Thursday, September 20, 2012

(Arbitration) Pop Quiz, Hot Shot!



This would be a good question for a law school exam -- do you think Judge Scola should enforce an arbitration agreement if:
Between the initiation of this lawsuit and the Defendants’ invocation of the right to arbitrate, the Defendants answered the Complaint and Amended Complaint, responded to Plaintiff’s Statement of FLSA Claim, provided mandatory Rule 26 disclosures, propounded discovery requests upon the Plaintiff, responded to Plaintiff’s discovery requests, took her deposition, participated in discovery motions practice, obtained additional time to schedule depositions and complete discovery, and obtained an extension of the trial date.
WHAT DO YOU DO?  WHAT DO YOU DO?

But the client's records were really messed up, Your Honor:
It is no answer, either, to say that Defendants did not know about the agreement until three weeks before moving to compel arbitration.

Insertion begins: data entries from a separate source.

//! Incremental grouper and its concurrency wrapper.

use std::sync::Arc;

use parking_lot::RwLock;

use crate::error::{Result, VicinityError};
use crate::grouping::{GroupAssignment, GroupKey, GrouperConfig};
use crate::similarity::batch_cosine_similarity;
use crate::vector::Vector;

/// A growable collection of vectors considered similar enough to share an identity.
#[derive(Debug, Clone)]
pub struct Group {
    key: GroupKey,
    members: Vec<Vector>,
}

impl Group {
    fn new(key: GroupKey) -> Self {
        Self {
            key,
            members: Vec::new(),
        }
    }

    /// Get this group's key.
    pub fn key(&self) -> GroupKey {
        self.key
    }

    /// Get the member vectors, in the order they joined.
    pub fn members(&self) -> &[Vector] {
        &self.members
    }

    /// Number of member vectors.
    pub fn len(&self) -> usize {
        self.members.len()
    }

    /// Whether the group has no members.
    pub fn is_empty(&self) -> bool {
        self.members.is_empty()
    }
}

/// Streaming grouper that assigns each inserted vector to the group of its
/// best cosine match, or starts a new group.
///
/// Every insertion scans all previously stored vectors, so an insert costs
/// O(stored vectors) comparisons of O(d) each. Vectors never move between
/// groups after insertion and individual vectors cannot be removed.
///
/// The grouper itself is single-threaded; `insert` takes `&mut self`, which
/// makes the scan-and-append sequence atomic for a single owner. Use
/// [`SharedGrouper`] to share one instance across threads.
pub struct IncrementalGrouper {
    config: GrouperConfig,
    dimension: Option<usize>,
    groups: Vec<Group>,
    // Global insertion order as (group index, member index) pairs; similarity
    // ties resolve to the first-seen stored vector.
    order: Vec<(usize, usize)>,
}

impl IncrementalGrouper {
    /// Create a new, empty grouper.
    pub fn new(config: GrouperConfig) -> Self {
        Self {
            config,
            dimension: None,
            groups: Vec::new(),
            order: Vec::new(),
        }
    }

    /// Get the configuration.
    pub fn config(&self) -> &GrouperConfig {
        &self.config
    }

    /// Vector dimension locked in by the first insertion, if any.
    pub fn dimension(&self) -> Option<usize> {
        self.dimension
    }

    /// All groups, in creation order.
    pub fn groups(&self) -> &[Group] {
        &self.groups
    }

    /// Look up a group by key.
    pub fn group(&self, key: GroupKey) -> Option<&Group> {
        self.groups.get(key.as_u64() as usize)
    }

    /// Number of groups.
    pub fn group_count(&self) -> usize {
        self.groups.len()
    }

    /// Total number of stored vectors across all groups.
    pub fn vector_count(&self) -> usize {
        self.order.len()
    }

    /// Whether no vectors have been inserted yet.
    pub fn is_empty(&self) -> bool {
        self.order.is_empty()
    }

    /// Insert a batch of vectors, one at a time in input order.
    ///
    /// Each vector joins the group of the stored vector most similar to it,
    /// or starts a new group when none exists (or when the best similarity
    /// falls below the configured threshold). Later vectors in the batch can
    /// join groups created earlier in the same call.
    ///
    /// The whole batch is validated before anything is stored, so a failed
    /// call leaves the grouper unchanged.
    pub fn insert(&mut self, vectors: Vec<Vector>) -> Result<Vec<GroupAssignment>> {
        self.validate_batch(&vectors)?;

        if self.dimension.is_none() {
            self.dimension = vectors.first().map(|v| v.dimension());
        }

        let mut assignments = Vec::with_capacity(vectors.len());
        for vector in vectors {
            let assignment = self.place(vector)?;
            log::trace!(
                "vector joined {} (created: {}, best similarity: {:?})",
                assignment.key,
                assignment.created,
                assignment.best_similarity
            );
            assignments.push(assignment);
        }

        Ok(assignments)
    }

    /// Return every stored vector whose cosine similarity to `query` is at
    /// least `threshold`, in insertion order.
    ///
    /// This is a linear scan over all stored vectors; group structure does
    /// not prune the search.
    pub fn similar_to(&self, query: &Vector, threshold: f32) -> Result<Vec<Vector>> {
        if self.order.is_empty() {
            return Ok(Vec::new());
        }

        if let Some(dimension) = self.dimension {
            query.validate_dimension(dimension)?;
        }

        let refs = self.stored_refs();
        let similarities = batch_cosine_similarity(&query.data, &refs, self.config.parallel)?;

        Ok(self
            .order
            .iter()
            .zip(similarities.iter())
            .filter(|&(_, &sim)| sim >= threshold)
            .map(|(&(group_idx, member_idx), _)| {
                self.groups[group_idx].members[member_idx].clone()
            })
            .collect())
    }

    /// Place one vector into a group and record the assignment.
    fn place(&mut self, vector: Vector) -> Result<GroupAssignment> {
        let best = self.best_match(&vector)?;

        match best {
            None => Ok(self.create_group(vector, None)),
            Some((group_idx, similarity)) => {
                if let Some(threshold) = self.config.similarity_threshold {
                    if similarity < threshold {
                        return Ok(self.create_group(vector, Some(similarity)));
                    }
                }
                Ok(self.join_group(group_idx, vector, similarity))
            }
        }
    }

    /// Scan all stored vectors for the best cosine match.
    ///
    /// Returns the owning group's index and the similarity, or `None` when
    /// nothing is stored yet. Ties go to the earliest-inserted vector.
    fn best_match(&self, vector: &Vector) -> Result<Option<(usize, f32)>> {
        if self.order.is_empty() {
            return Ok(None);
        }

        let refs = self.stored_refs();
        let similarities = batch_cosine_similarity(&vector.data, &refs, self.config.parallel)?;

        let mut best_idx = 0;
        let mut best_similarity = f32::NEG_INFINITY;
        for (i, &similarity) in similarities.iter().enumerate() {
            if similarity > best_similarity {
                best_similarity = similarity;
                best_idx = i;
            }
        }

        Ok(Some((self.order[best_idx].0, best_similarity)))
    }

    fn create_group(&mut self, vector: Vector, best_similarity: Option<f32>) -> GroupAssignment {
        let key = GroupKey::new(self.groups.len() as u64);
        let mut group = Group::new(key);
        group.members.push(vector);

        let group_idx = self.groups.len();
        self.groups.push(group);
        self.order.push((group_idx, 0));

        GroupAssignment {
            key,
            created: true,
            best_similarity,
        }
    }

    fn join_group(
        &mut self,
        group_idx: usize,
        vector: Vector,
        best_similarity: f32,
    ) -> GroupAssignment {
        let group = &mut self.groups[group_idx];
        group.members.push(vector);
        self.order.push((group_idx, group.members.len() - 1));

        GroupAssignment {
            key: group.key,
            created: false,
            best_similarity: Some(best_similarity),
        }
    }

    /// Validate a batch before storing anything.
    fn validate_batch(&self, vectors: &[Vector]) -> Result<()> {
        let mut dimension = self.dimension;

        for (i, vector) in vectors.iter().enumerate() {
            match dimension {
                None => dimension = Some(vector.dimension()),
                Some(expected) => {
                    if vector.dimension() != expected {
                        return Err(VicinityError::DimensionMismatch(format!(
                            "batch vector {} has dimension {}, expected {}",
                            i,
                            vector.dimension(),
                            expected
                        )));
                    }
                }
            }

            if !vector.is_valid() {
                return Err(VicinityError::InvalidOperation(format!(
                    "batch vector {i} contains invalid values (NaN or infinity)"
                )));
            }

            // A zero vector cannot participate in any cosine comparison, so
            // admitting it would poison every later scan.
            if vector.is_zero() {
                return Err(VicinityError::UndefinedSimilarity(format!(
                    "batch vector {i} has zero magnitude and cannot be grouped"
                )));
            }
        }

        Ok(())
    }

    /// Stored vector slices in global insertion order.
    fn stored_refs(&self) -> Vec<&[f32]> {
        self.order
            .iter()
            .map(|&(group_idx, member_idx)| {
                self.groups[group_idx].members[member_idx].data.as_slice()
            })
            .collect()
    }
}

/// Thread-safe handle around an [`IncrementalGrouper`].
///
/// Insertions take the write lock, keeping the scan-and-append sequence
/// atomic across concurrent writers; retrieval takes the read lock.
#[derive(Clone)]
pub struct SharedGrouper {
    inner: Arc<RwLock<IncrementalGrouper>>,
}

impl SharedGrouper {
    /// Create a new shared grouper.
    pub fn new(config: GrouperConfig) -> Self {
        Self {
            inner: Arc::new(RwLock::new(IncrementalGrouper::new(config))),
        }
    }

    /// Insert a batch of vectors under the write lock.
    pub fn insert(&self, vectors: Vec<Vector>) -> Result<Vec<GroupAssignment>> {
        self.inner.write().insert(vectors)
    }

    /// Run a similarity scan under the read lock.
    pub fn similar_to(&self, query: &Vector, threshold: f32) -> Result<Vec<Vector>> {
        self.inner.read().similar_to(query, threshold)
    }

    /// Number of groups.
    pub fn group_count(&self) -> usize {
        self.inner.read().group_count()
    }

    /// Total number of stored vectors.
    pub fn vector_count(&self) -> usize {
        self.inner.read().vector_count()
    }

    /// Whether no vectors have been inserted yet.
    pub fn is_empty(&self) -> bool {
        self.inner.read().is_empty()
    }
}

See Plows, 812 F. Supp. 2d at 1066; Ritzel Commc’ns, Inc., 989 F.2d at 969. That they were apparently subjectively unaware of where the arbitration agreement was located, and did not in fact find it until they undertook a paper file audit in connection with an unrelated case some seven months after this case began, does not help their argument. The fact that Defendants’ files were disorganized and the form was not where it was supposed to be is no excuse. It does not reflect diligence.
It reflects that your case will not be going to arbitration.

3 comments:

Anonymous said...

Can't pull one over on Bob.

Anonymous said...

Great risk management. Not. P.S. liked the part of the order that talks about one party reaching out to the other. that is such a repulsive phrase.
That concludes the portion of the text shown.